» What to produce:
Read the data and repeat it in full, exactly.

» Data shown:
--*--

use std::time::Duration;

use async_trait::async_trait;

use crate::{AccountHandle, DeliveryError, FetchError, StoreError, TenantId};

/// Retrieves a status page. Implementations must give up after `timeout`.
#[async_trait]
pub trait PageFetcher: Send + Sync {
    async fn fetch_page(&self, url: &str, timeout: Duration) -> Result<String, FetchError>;
    fn name(&self) -> &str;
}

/// Delivers a text message to a tenant.
#[async_trait]
pub trait Notifier: Send + Sync {
    async fn notify(&self, tenant: TenantId, text: &str) -> Result<(), DeliveryError>;
}

/// Durable per-tenant watchlists and auto-scan settings.
///
/// Raw handles are normalized by the store; the normalized handle is
/// returned so callers can echo what was actually stored.
#[async_trait]
pub trait WatchlistStore: Send + Sync {
    async fn add_account(&self, tenant: TenantId, raw_handle: &str)
        -> Result<AccountHandle, StoreError>;

    async fn remove_account(
        &self,
        tenant: TenantId,
        raw_handle: &str,
    ) -> Result<AccountHandle, StoreError>;

    /// Sorted by normalized handle.
    async fn list_accounts(&self, tenant: TenantId) -> Result<Vec<AccountHandle>, StoreError>;

    async fn set_auto_scan(&self, tenant: TenantId, enabled: bool) -> Result<(), StoreError>;

    /// `false` for tenants that never toggled the setting.
    async fn get_auto_scan(&self, tenant: TenantId) -> Result<bool, StoreError>;

    /// Flips the flag and returns the new value.
    async fn toggle_auto_scan(&self, tenant: TenantId) -> Result<bool, StoreError>;

    async fn list_auto_scan_tenants(&self) -> Result<Vec<TenantId>, StoreError>;
}
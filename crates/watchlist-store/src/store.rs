use std::future::Future;
use std::sync::Arc;

use async_trait::async_trait;
use dashmap::DashMap;
use shadowban_core::{AccountHandle, StoreError, TenantId, WatchlistStore};
use tokio::sync::Mutex;

use crate::db::{db_err, WatchlistDb};

/// SQLite-backed watchlist store.
///
/// Each statement commits before the call returns. Mutations for one tenant
/// are serialized through a per-tenant lock; reads and other tenants' writes
/// never wait on it. A lock lives in the map only while someone holds or
/// waits on it.
pub struct SqliteWatchlistStore {
    db: WatchlistDb,
    tenant_locks: DashMap<TenantId, Arc<Mutex<()>>>,
}

impl SqliteWatchlistStore {
    pub fn new(db: WatchlistDb) -> Self {
        Self {
            db,
            tenant_locks: DashMap::new(),
        }
    }

    pub async fn connect(database_url: &str) -> Result<Self, StoreError> {
        Ok(Self::new(WatchlistDb::new(database_url).await?))
    }

    /// Run `op` while holding `tenant`'s lock, then drop the lock from the map
    /// if nobody else is waiting on it.
    async fn with_tenant_lock<T>(&self, tenant: TenantId, op: impl Future<Output = T>) -> T {
        // Clone out of the map so no shard guard is held across an await.
        let lock = self.tenant_locks.entry(tenant).or_default().clone();
        let out = {
            let _guard = lock.lock().await;
            op.await
        };
        drop(lock);

        self.tenant_locks
            .remove_if(&tenant, |_, lock| Arc::strong_count(lock) == 1);
        out
    }

    fn normalize(raw_handle: &str) -> Result<AccountHandle, StoreError> {
        let handle = AccountHandle::normalize(raw_handle);
        if handle.is_empty() {
            return Err(StoreError::InvalidHandle(raw_handle.to_string()));
        }
        Ok(handle)
    }
}

#[async_trait]
impl WatchlistStore for SqliteWatchlistStore {
    async fn add_account(
        &self,
        tenant: TenantId,
        raw_handle: &str,
    ) -> Result<AccountHandle, StoreError> {
        let handle = Self::normalize(raw_handle)?;
        let insert = sqlx::query("INSERT OR IGNORE INTO accounts (chat_id, username) VALUES (?, ?)")
            .bind(tenant.0)
            .bind(handle.as_str())
            .execute(self.db.pool());
        let result = self.with_tenant_lock(tenant, insert).await.map_err(db_err)?;

        if result.rows_affected() == 0 {
            tracing::debug!("@{} already watched by chat {}", handle, tenant);
        } else {
            tracing::info!("Chat {} now watching @{}", tenant, handle);
        }
        Ok(handle)
    }

    async fn remove_account(
        &self,
        tenant: TenantId,
        raw_handle: &str,
    ) -> Result<AccountHandle, StoreError> {
        let handle = Self::normalize(raw_handle)?;
        let delete = sqlx::query("DELETE FROM accounts WHERE chat_id = ? AND username = ?")
            .bind(tenant.0)
            .bind(handle.as_str())
            .execute(self.db.pool());
        let result = self.with_tenant_lock(tenant, delete).await.map_err(db_err)?;

        if result.rows_affected() > 0 {
            tracing::info!("Chat {} stopped watching @{}", tenant, handle);
        }
        Ok(handle)
    }

    async fn list_accounts(&self, tenant: TenantId) -> Result<Vec<AccountHandle>, StoreError> {
        let rows: Vec<(String,)> =
            sqlx::query_as("SELECT username FROM accounts WHERE chat_id = ? ORDER BY username")
                .bind(tenant.0)
                .fetch_all(self.db.pool())
                .await
                .map_err(db_err)?;

        // Stored values are already normalized.
        Ok(rows
            .into_iter()
            .map(|(username,)| AccountHandle::normalize(&username))
            .collect())
    }

    async fn set_auto_scan(&self, tenant: TenantId, enabled: bool) -> Result<(), StoreError> {
        let upsert = sqlx::query(
            "INSERT INTO chat_settings (chat_id, auto_check_enabled) VALUES (?, ?)
             ON CONFLICT(chat_id) DO UPDATE SET auto_check_enabled = excluded.auto_check_enabled",
        )
        .bind(tenant.0)
        .bind(i64::from(enabled))
        .execute(self.db.pool());
        self.with_tenant_lock(tenant, upsert).await.map_err(db_err)?;

        tracing::info!("Auto-scan for chat {} set to {}", tenant, enabled);
        Ok(())
    }

    async fn get_auto_scan(&self, tenant: TenantId) -> Result<bool, StoreError> {
        let row: Option<(i64,)> =
            sqlx::query_as("SELECT auto_check_enabled FROM chat_settings WHERE chat_id = ?")
                .bind(tenant.0)
                .fetch_optional(self.db.pool())
                .await
                .map_err(db_err)?;

        Ok(row.map(|(flag,)| flag != 0).unwrap_or(false))
    }

    async fn toggle_auto_scan(&self, tenant: TenantId) -> Result<bool, StoreError> {
        let toggle = sqlx::query_as::<_, (i64,)>(
            "INSERT INTO chat_settings (chat_id, auto_check_enabled) VALUES (?, 1)
             ON CONFLICT(chat_id) DO UPDATE SET auto_check_enabled = 1 - chat_settings.auto_check_enabled
             RETURNING auto_check_enabled",
        )
        .bind(tenant.0)
        .fetch_one(self.db.pool());
        let (flag,): (i64,) = self.with_tenant_lock(tenant, toggle).await.map_err(db_err)?;

        let enabled = flag != 0;
        tracing::info!("Auto-scan for chat {} toggled to {}", tenant, enabled);
        Ok(enabled)
    }

    async fn list_auto_scan_tenants(&self) -> Result<Vec<TenantId>, StoreError> {
        let rows: Vec<(i64,)> = sqlx::query_as(
            "SELECT chat_id FROM chat_settings WHERE auto_check_enabled = 1 ORDER BY chat_id",
        )
        .fetch_all(self.db.pool())
        .await
        .map_err(db_err)?;

        Ok(rows.into_iter().map(|(chat_id,)| TenantId(chat_id)).collect())
    }
}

--*--

» Response area:
use std::time::Duration;

use async_trait::async_trait;

use crate::{AccountHandle, DeliveryError, FetchError, StoreError, TenantId};

/// Retrieves a status page. Implementations must give up after `timeout`.
#[async_trait]
pub trait PageFetcher: Send + Sync {
    async fn fetch_page(&self, url: &str, timeout: Duration) -> Result<String, FetchError>;
    fn name(&self) -> &str;
}

/// Delivers a text message to a tenant.
#[async_trait]
pub trait Notifier: Send + Sync {
    async fn notify(&self, tenant: TenantId, text: &str) -> Result<(), DeliveryError>;
}

/// Durable per-tenant watchlists and auto-scan settings.
///
/// Raw handles are normalized by the store; the normalized handle is
/// returned so callers can echo what was actually stored.
#[async_trait]
pub trait WatchlistStore: Send + Sync {
    async fn add_account(&self, tenant: TenantId, raw_handle: &str)
        -> Result<AccountHandle, StoreError>;

    async fn remove_account(
        &self,
        tenant: TenantId,
        raw_handle: &str,
    ) -> Result<AccountHandle, StoreError>;

    /// Sorted by normalized handle.
    async fn list_accounts(&self, tenant: TenantId) -> Result<Vec<AccountHandle>, StoreError>;

    async fn set_auto_scan(&self, tenant: TenantId, enabled: bool) -> Result<(), StoreError>;

    /// `false` for tenants that never toggled the setting.
    async fn get_auto_scan(&self, tenant: TenantId) -> Result<bool, StoreError>;

    /// Flips the flag and returns the new value.
    async fn toggle_auto_scan(&self, tenant: TenantId) -> Result<bool, StoreError>;

    async fn list_auto_scan_tenants(&self) -> Result<Vec<TenantId>, StoreError>;
}
filename crates/watchlist-store/src/store.rs
use std::future::Future;
use std::sync::Arc;

use async_trait::async_trait;
use dashmap::DashMap;
use shadowban_core::{AccountHandle, StoreError, TenantId, WatchlistStore};
use tokio::sync::Mutex;

use crate::db::{db_err, WatchlistDb};

/// SQLite-backed watchlist store.
///
/// Each statement commits before the call returns. Mutations for one tenant
/// are serialized through a per-tenant lock; reads and other tenants' writes
/// never wait on it. A lock lives in the map only while someone holds or
/// waits on it.
pub struct SqliteWatchlistStore {
    db: WatchlistDb,
    tenant_locks: DashMap<TenantId, Arc<Mutex<()>>>,
}

impl SqliteWatchlistStore {
    pub fn new(db: WatchlistDb) -> Self {
        Self {
            db,
            tenant_locks: DashMap::new(),
        }
    }

    pub async fn connect(database_url: &str) -> Result<Self, StoreError> {
        Ok(Self::new(WatchlistDb::new(database_url).await?))
    }

    /// Run `op` while holding `tenant`'s lock, then drop the lock from the map
    /// if nobody else is waiting on it.
    async fn with_tenant_lock<T>(&self, tenant: TenantId, op: impl Future<Output = T>) -> T {
        // Clone out of the map so no shard guard is held across an await.
        let lock = self.tenant_locks.entry(tenant).or_default().clone();
        let out = {
            let _guard = lock.lock().await;
            op.await
        };
        drop(lock);

        self.tenant_locks
            .remove_if(&tenant, |_, lock| Arc::strong_count(lock) == 1);
        out
    }

    fn normalize(raw_handle: &str) -> Result<AccountHandle, StoreError> {
        let handle = AccountHandle::normalize(raw_handle);
        if handle.is_empty() {
            return Err(StoreError::InvalidHandle(raw_handle.to_string()));
        }
        Ok(handle)
    }
}

#[async_trait]
impl WatchlistStore for SqliteWatchlistStore {
    async fn add_account(
        &self,
        tenant: TenantId,
        raw_handle: &str,
    ) -> Result<AccountHandle, StoreError> {
        let handle = Self::normalize(raw_handle)?;
        let insert = sqlx::query("INSERT OR IGNORE INTO accounts (chat_id, username) VALUES (?, ?)")
            .bind(tenant.0)
            .bind(handle.as_str())
            .execute(self.db.pool());
        let result = self.with_tenant_lock(tenant, insert).await.map_err(db_err)?;

        if result.rows_affected() == 0 {
            tracing::debug!("@{} already watched by chat {}", handle, tenant);
        } else {
            tracing::info!("Chat {} now watching @{}", tenant, handle);
        }
        Ok(handle)
    }

    async fn remove_account(
        &self,
        tenant: TenantId,
        raw_handle: &str,
    ) -> Result<AccountHandle, StoreError> {
        let handle = Self::normalize(raw_handle)?;
        let delete = sqlx::query("DELETE FROM accounts WHERE chat_id = ? AND username = ?")
            .bind(tenant.0)
            .bind(handle.as_str())
            .execute(self.db.pool());
        let result = self.with_tenant_lock(tenant, delete).await.map_err(db_err)?;

        if result.rows_affected() > 0 {
            tracing::info!("Chat {} stopped watching @{}", tenant, handle);
        }
        Ok(handle)
    }

    async fn list_accounts(&self, tenant: TenantId) -> Result<Vec<AccountHandle>, StoreError> {
        let rows: Vec<(String,)> =
            sqlx::query_as("SELECT username FROM accounts WHERE chat_id = ? ORDER BY username")
                .bind(tenant.0)
                .fetch_all(self.db.pool())
                .await
                .map_err(db_err)?;

        // Stored values are already normalized.
        Ok(rows
            .into_iter()
            .map(|(username,)| AccountHandle::normalize(&username))
            .collect())
    }

    async fn set_auto_scan(&self, tenant: TenantId, enabled: bool) -> Result<(), StoreError> {
        let upsert = sqlx::query(
            "INSERT INTO chat_settings (chat_id, auto_check_enabled) VALUES (?, ?)
             ON CONFLICT(chat_id) DO UPDATE SET auto_check_enabled = excluded.auto_check_enabled",
        )
        .bind(tenant.0)
        .bind(i64::from(enabled))
        .execute(self.db.pool());
        self.with_tenant_lock(tenant, upsert).await.map_err(db_err)?;

        tracing::info!("Auto-scan for chat {} set to {}", tenant, enabled);
        Ok(())
    }

    async fn get_auto_scan(&self, tenant: TenantId) -> Result<bool, StoreError> {
        let row: Option<(i64,)> =
            sqlx::query_as("SELECT auto_check_enabled FROM chat_settings WHERE chat_id = ?")
                .bind(tenant.0)
                .fetch_optional(self.db.pool())
                .await
                .map_err(db_err)?;

        Ok(row.map(|(flag,)| flag != 0).unwrap_or(false))
    }

    async fn toggle_auto_scan(&self, tenant: TenantId) -> Result<bool, StoreError> {
        let toggle = sqlx::query_as::<_, (i64,)>(
            "INSERT INTO chat_settings (chat_id, auto_check_enabled) VALUES (?, 1)
             ON CONFLICT(chat_id) DO UPDATE SET auto_check_enabled = 1 - chat_settings.auto_check_enabled
             RETURNING auto_check_enabled",
        )
        .bind(tenant.0)
        .fetch_one(self.db.pool());
        let (flag,): (i64,) = self.with_tenant_lock(tenant, toggle).await.map_err(db_err)?;

        let enabled = flag != 0;
        tracing::info!("Auto-scan for chat {} toggled to {}", tenant, enabled);
        Ok(enabled)
    }

    async fn list_auto_scan_tenants(&self) -> Result<Vec<TenantId>, StoreError> {
        let rows: Vec<(i64,)> = sqlx::query_as(
            "SELECT chat_id FROM chat_settings WHERE auto_check_enabled = 1 ORDER BY chat_id",
        )
        .fetch_all(self.db.pool())
        .await
        .map_err(db_err)?;

        Ok(rows.into_iter().map(|(chat_id,)| TenantId(chat_id)).collect())
    }
}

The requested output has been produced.